Segmental instability of the lumbar spine resulting from degenerative or spondylolytic spondylolisthesis are common indications for spinal fusion surgery. We examined the influence of segmental stability on PCM and measured several radiographic parameters in this series. There was significantly more sagittal translation in discs developing PCM compared to the control group in the univariate model. However, there was no significant difference between discs with migrated and non-migrated cages in the PCM group. The multivariate logistic model showed non-significant results for sagittal translation. Previous studies also reported conflicting results. Aoki et al found no significant difference in translation, slippage or ROM, while Kimura et al reported more ROM in discs with PCM [3, 6]. We speculated that it was not slippage percentage in standing lateral radiographs, but sagittal translation in dynamic images that might influence PCM. Further studies with larger sample sizes are needed to verify this hypothesis.

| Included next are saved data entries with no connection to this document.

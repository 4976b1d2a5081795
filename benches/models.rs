use std::cmp::Ordering;

#[derive(Clone, Copy, Debug)]
pub struct Point {
    pub x: f64,
    pub y: f64,
}

impl PartialEq for Point {
    fn eq(&self, other: &Self) -> bool {
        self.x == other.x && self.y == other.y
    }
}
impl Eq for Point {}

impl PartialOrd for Point {
    fn partial_cmp(&self, other: &Self) -> Option<Ordering> {
        Some(self.cmp(other))
    }
}

impl Ord for Point {
    fn cmp(&self, other: &Self) -> Ordering {
        self.x
            .total_cmp(&other.x)
            .then_with(|| self.y.total_cmp(&other.y))
    }
}

impl Point {
    pub fn from_i(i: usize) -> Self {
        Point {
            x: i as f64,
            y: i as f64,
        }
    }
}

#[derive(Default, Copy, Clone, Debug)]
pub struct Value {
    _data_0: [u8; 24],
    _data_1: [u8; 24],
}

Significantly longer fusion levels were found for patients with PCM in univariate analysis, while fusion level was a non-significant factor in the multivariate logistic model. In the present study, we found that, for patients receiving multilevel fusion in the PCM group, PCM occurred mostly (15 of 21, 71.43%) at the end level of the fusion. As gravity transmits vertically, there is large cantilever bending torque applied at the end levels, possibly resulting in a higher failure rate. Kimura et al reported significantly longer fusion levels in all 9 cases with PCM. All of them were multilevel fusions, and PCM occurred at the end disc [6]. Based on these results, more caution is required for multilevel fusions, and additional effort should be put into end level stability.

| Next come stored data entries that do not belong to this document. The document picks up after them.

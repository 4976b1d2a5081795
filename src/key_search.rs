use std::borrow::Borrow;

/// Strategy used by the lookup to locate keys in its sorted key slice.
///
/// Implementations only need to provide [`KeySearcher::lower_bound`], the
/// leftmost insertion point of `k`. `search` is derived from it and returns
/// the same shape as `slice::binary_search`, except that for duplicate keys
/// `Ok` always points at the first occurrence.
pub trait KeySearcher {
    /// Name used in log output
    const NAME: &'static str;

    /// Returns the smallest index at which `k` could be inserted while keeping
    /// `keys` sorted. The result is in `0..=keys.len()`.
    fn lower_bound<K, Q>(keys: &[K], k: &Q) -> usize
    where
        K: Borrow<Q>,
        Q: ?Sized + PartialOrd;

    /// Returns `Ok(idx)` if `keys[idx] == k`, `Err(idx)` with the insertion
    /// point otherwise.
    #[inline]
    fn search<K, Q>(keys: &[K], k: &Q) -> Result<usize, usize>
    where
        K: Borrow<Q>,
        Q: ?Sized + PartialOrd,
    {
        let idx = Self::lower_bound(keys, k);
        // idx == keys.len() when k is greater than every key
        match keys.get(idx) {
            Some(key) if key.borrow() == k => Ok(idx),
            _ => Err(idx),
        }
    }
}

/// Plain binary search, the default.
#[derive(Clone, Copy, Debug, Default)]
pub struct BinarySearch;

impl KeySearcher for BinarySearch {
    const NAME: &'static str = "binary_search";

    #[inline]
    fn lower_bound<K, Q>(keys: &[K], k: &Q) -> usize
    where
        K: Borrow<Q>,
        Q: ?Sized + PartialOrd,
    {
        keys.partition_point(|key| key.borrow() < k)
    }
}

/// Binary search with a fixed iteration count, the loop body only moves `base`.
#[derive(Clone, Copy, Debug, Default)]
pub struct BranchlessBinarySearch;

impl KeySearcher for BranchlessBinarySearch {
    const NAME: &'static str = "branchless_binary_search";

    fn lower_bound<K, Q>(keys: &[K], k: &Q) -> usize
    where
        K: Borrow<Q>,
        Q: ?Sized + PartialOrd,
    {
        if keys.is_empty() {
            return 0;
        }

        // the answer always stays in base..=base + size
        let mut base = 0;
        let mut size = keys.len();
        while size > 1 {
            let half = size / 2;
            let mid = base + half;
            if keys[mid].borrow() < k {
                base = mid;
            }
            size -= half;
        }

        base + (keys[base].borrow() < k) as usize
    }
}

/// Linear scan, faster than binary search for a handful of keys.
#[derive(Clone, Copy, Debug, Default)]
pub struct LinearSearch;

impl KeySearcher for LinearSearch {
    const NAME: &'static str = "linear_search";

    fn lower_bound<K, Q>(keys: &[K], k: &Q) -> usize
    where
        K: Borrow<Q>,
        Q: ?Sized + PartialOrd,
    {
        keys.iter()
            .position(|key| !(key.borrow() < k))
            .unwrap_or(keys.len())
    }
}
use crate::extractor::extract_text;
use crate::schemas::generation::{GenerationOutcome, GenerationRequest};
use crate::settings::GenerationSettings;
use futures::future::BoxFuture;
use futures::FutureExt;
use reqwest::Client;
use serde_json::Value;
use std::sync::Arc;

/// A single, non-retrying call to the text-generation service.
pub trait GenerationClient: Send + Sync {
    fn send<'a>(&'a self, request: &'a GenerationRequest) -> BoxFuture<'a, GenerationOutcome>;
}

#[derive(Clone)]
pub struct LLMClient {
    inner: Arc<Client>,
    endpoint: String,
    api_key: String,
}

impl LLMClient {
    pub fn new(settings: &GenerationSettings) -> Result<Self, reqwest::Error> {
        let client = Client::builder()
            .timeout(settings.request_timeout())
            .build()?;

        Ok(Self {
            inner: Arc::new(client),
            endpoint: settings.endpoint(),
            api_key: settings.api_key.clone(),
        })
    }

    pub fn endpoint(&self) -> &str {
        &self.endpoint
    }

    async fn call_llm(&self, request: &GenerationRequest) -> GenerationOutcome {
        let response_result = self
            .inner
            .post(&self.endpoint)
            .query(&[("key", self.api_key.as_str())])
            .json(&request.to_payload())
            .send()
            .await;

        let response = match response_result {
            Ok(resp) => resp,
            Err(e) => {
                let error_type = if e.is_timeout() {
                    "timeout"
                } else if e.is_connect() {
                    "connection"
                } else {
                    "other"
                };

                // reqwest errors carry the URL, which carries the key
                let e = e.without_url();
                tracing::warn!("LLM request failed: {} error - {}", error_type, e);

                return GenerationOutcome::TransportError(format!(
                    "Request error ({}): {}",
                    error_type, e
                ));
            }
        };

        let status = response.status();
        if !status.is_success() {
            let error_body = response
                .text()
                .await
                .unwrap_or_else(|_| format!("HTTP error: {}", status));

            tracing::warn!(
                "LLM request failed with status {}: {}",
                status,
                error_body
            );

            return GenerationOutcome::ProtocolError {
                status: status.as_u16(),
                detail: error_body,
            };
        }

        let raw_response = match response.json::<Value>().await {
            Ok(json) => json,
            Err(e) => {
                tracing::warn!("LLM response with status {} is not JSON: {}", status, e);
                return GenerationOutcome::ProtocolError {
                    status: status.as_u16(),
                    detail: format!("JSON parsing error: {}", e.without_url()),
                };
            }
        };

        tracing::debug!(
            "LLM full response: {}",
            serde_json::to_string_pretty(&raw_response).unwrap_or_default()
        );

        match extract_text(&raw_response) {
            Some(text) => GenerationOutcome::Success(text),
            None => {
                tracing::info!("LLM response carried no usable text");
                GenerationOutcome::EmptyResult
            }
        }
    }
}

impl GenerationClient for LLMClient {
    fn send<'a>(&'a self, request: &'a GenerationRequest) -> BoxFuture<'a, GenerationOutcome> {
        self.call_llm(request).boxed()
    }
}
use serde_json::Value;

/// Pulls the answer text out of a generation-service payload.
///
/// Walks `candidates[0].content.parts[0].text`. Every step is optional: a missing key,
/// an empty array or a value of the wrong type yields `None` instead of an error.
/// Whitespace-only text also counts as absent.
pub fn extract_text(payload: &Value) -> Option<String> {
    let text = payload
        .get("candidates")?
        .as_array()?
        .first()?
        .get("content")?
        .get("parts")?
        .as_array()?
        .first()?
        .get("text")?
        .as_str()?
        .trim();

    if text.is_empty() {
        None
    } else {
        Some(text.to_string())
    }
}
use serde_json::{json, Value};

/// One prompt for the generation service. Built fresh for every attempt.
#[derive(Debug, Clone, PartialEq, Eq)]
pub struct GenerationRequest {
    pub system_prompt: String,
    pub user_prompt: String,
    pub max_output_tokens: u32,
}

impl GenerationRequest {
    pub fn to_payload(&self) -> Value {
        json!({
            "system_instruction": {
                "role": "system",
                "parts": [{ "text": self.system_prompt }]
            },
            "contents": [{
                "role": "user",
                "parts": [{ "text": self.user_prompt }]
            }],
            "generation_config": {
                "max_output_tokens": self.max_output_tokens
            }
        })
    }
}

/// Classified result of a single upstream call.
#[derive(Debug, Clone, PartialEq, Eq)]
pub enum GenerationOutcome {
    Success(String),
    EmptyResult,
    TransportError(String),
    ProtocolError { status: u16, detail: String },
}

impl GenerationOutcome {
    pub fn as_str(&self) -> &'static str {
        match self {
            GenerationOutcome::Success(_) => "SUCCESS",
            GenerationOutcome::EmptyResult => "EMPTY_RESULT",
            GenerationOutcome::TransportError(_) => "TRANSPORT_ERROR",
            GenerationOutcome::ProtocolError { .. } => "PROTOCOL_ERROR",
        }
    }

    /// Only failures to reach or be accepted by the service are worth another attempt.
    pub fn is_retryable(&self) -> bool {
        matches!(
            self,
            GenerationOutcome::TransportError(_) | GenerationOutcome::ProtocolError { .. }
        )
    }
}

There are several limitations in this study. First, although this study had more patients with PCM than any other study, the number of patients was still relatively small. Second, the study was conducted retrospectively without randomization. Third, large proportions of patients (11.82%) were excluded due to short follow-up, even though all of their latest radiographs showed stable cages without signs of posterior migration. Fourth, in addition to cage position and cage height, the spine sagittal alignment parameters are possible risk factors that yet to be determined. These parameters were not included in this study because whole spine radiographs were not available during the period of case collection. Further study is needed to investigate the role of sagittal alignment parameters in development of PCM.